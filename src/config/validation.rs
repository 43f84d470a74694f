use std::collections::HashMap;
#[derive(Debug, Clone)]
pub struct ValidationResult {
    pub is_valid: bool,
    pub errors: Vec<ValidationError>,
    pub warnings: Vec<ValidationWarning>,
}
#[derive(Debug, Clone)]
pub struct ValidationError {
    pub field: String,
    pub message: String,
    pub suggestion: Option<String>,
}
#[derive(Debug, Clone)]
pub struct ValidationWarning {
    pub field: String,
    pub message: String,
    pub suggestion: Option<String>,
}
impl std::fmt::Display for ValidationError {
    fn fmt(&self, f: &mut std::fmt::Formatter<'_>) -> std::fmt::Result {
        write!(f, "{}: {}", self.field, self.message)?;
        if let Some(suggestion) = &self.suggestion {
            write!(f, " ({})", suggestion)?;
        }
        Ok(())
    }
}
pub struct ConfigValidator;
impl ConfigValidator {
    pub fn new() -> Self {
        Self
    }
    pub fn validate_config(&self, config: &crate::BrowserConfig) -> ValidationResult {
        let mut errors = Vec::new();
        let mut warnings = Vec::new();
        self.validate_key_bindings(&config.keys, &mut errors, &mut warnings);
        self.validate_display_config(&config.display, &mut errors, &mut warnings);
        self.validate_home_directory(&config.home_dir, &mut errors, &mut warnings);
        ValidationResult {
            is_valid: errors.is_empty(),
            errors,
            warnings,
        }
    }
    fn validate_key_bindings(
        &self,
        keys: &crate::config::KeyBindings,
        errors: &mut Vec<ValidationError>,
        warnings: &mut Vec<ValidationWarning>,
    ) {
        let mut seen: HashMap<char, &str> = HashMap::new();
        for (name, key) in keys.entries() {
            let field = format!("keys.{}", name);
            if key.is_control() || key.is_whitespace() {
                errors
                    .push(ValidationError {
                        field,
                        message: format!("{:?} cannot be bound", key),
                        suggestion: Some("Use a printable character".to_string()),
                    });
                continue;
            }
            if let Some(other) = seen.insert(key, name) {
                errors
                    .push(ValidationError {
                        field,
                        message: format!("'{}' is already bound to {}", key, other),
                        suggestion: Some("Give every command its own key".to_string()),
                    });
            }
        }
        if keys.quit.is_ascii_uppercase() {
            warnings
                .push(ValidationWarning {
                    field: "keys.quit".to_string(),
                    message: "Quit is bound to an uppercase letter".to_string(),
                    suggestion: Some("Caps Lock will be needed to leave".to_string()),
                });
        }
    }
    fn validate_display_config(
        &self,
        display: &crate::DisplayConfig,
        _errors: &mut Vec<ValidationError>,
        warnings: &mut Vec<ValidationWarning>,
    ) {
        if display.reserved_rows == 0 {
            warnings
                .push(ValidationWarning {
                    field: "display.reserved_rows".to_string(),
                    message: "No row is reserved for the viewer status line".to_string(),
                    suggestion: Some("Set reserved_rows to 1".to_string()),
                });
        }
        if display.reserved_rows > 5 {
            warnings
                .push(ValidationWarning {
                    field: "display.reserved_rows".to_string(),
                    message: "Many reserved rows shrink the viewer page".to_string(),
                    suggestion: None,
                });
        }
    }
    fn validate_home_directory(
        &self,
        home_dir: &std::path::Path,
        errors: &mut Vec<ValidationError>,
        warnings: &mut Vec<ValidationWarning>,
    ) {
        if !home_dir.exists() {
            warnings
                .push(ValidationWarning {
                    field: "home_dir".to_string(),
                    message: "Home directory does not exist".to_string(),
                    suggestion: Some(
                        "Directory will be created automatically".to_string(),
                    ),
                });
        } else if !home_dir.is_dir() {
            errors
                .push(ValidationError {
                    field: "home_dir".to_string(),
                    message: "Home directory path exists but is not a directory"
                        .to_string(),
                    suggestion: Some(
                        "Choose a different path for home directory".to_string(),
                    ),
                });
        }
    }
}
#[cfg(test)]
mod tests {
    use super::*;
    use std::path::PathBuf;
    #[test]
    fn test_config_validation() {
        let validator = ConfigValidator::new();
        let mut config = crate::BrowserConfig::default();
        config.home_dir = PathBuf::from("/nonexistent/fbrowse-home");
        config.keys.copy = 'd';
        config.keys.view = ' ';
        config.display.reserved_rows = 0;
        let result = validator.validate_config(&config);
        assert!(! result.is_valid);
        assert_eq!(result.errors.len(), 2);
        assert!(result.warnings.len() >= 2);
        assert!(result.errors.iter().any(|e| e.field == "keys.copy"));
    }
    #[test]
    fn test_default_config_is_valid() {
        let config = crate::BrowserConfig::default();
        let result = ConfigValidator::new().validate_config(&config);
        assert!(result.is_valid);
    }
}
◆ ◆ ◆
Task prompt —
Check each line of the records above for "bound", and copy those that have it.

The answer —
                        message: format!("{:?} cannot be bound", key),
                        message: format!("'{}' is already bound to {}", key, other),
                    message: "Quit is bound to an uppercase letter".to_string(),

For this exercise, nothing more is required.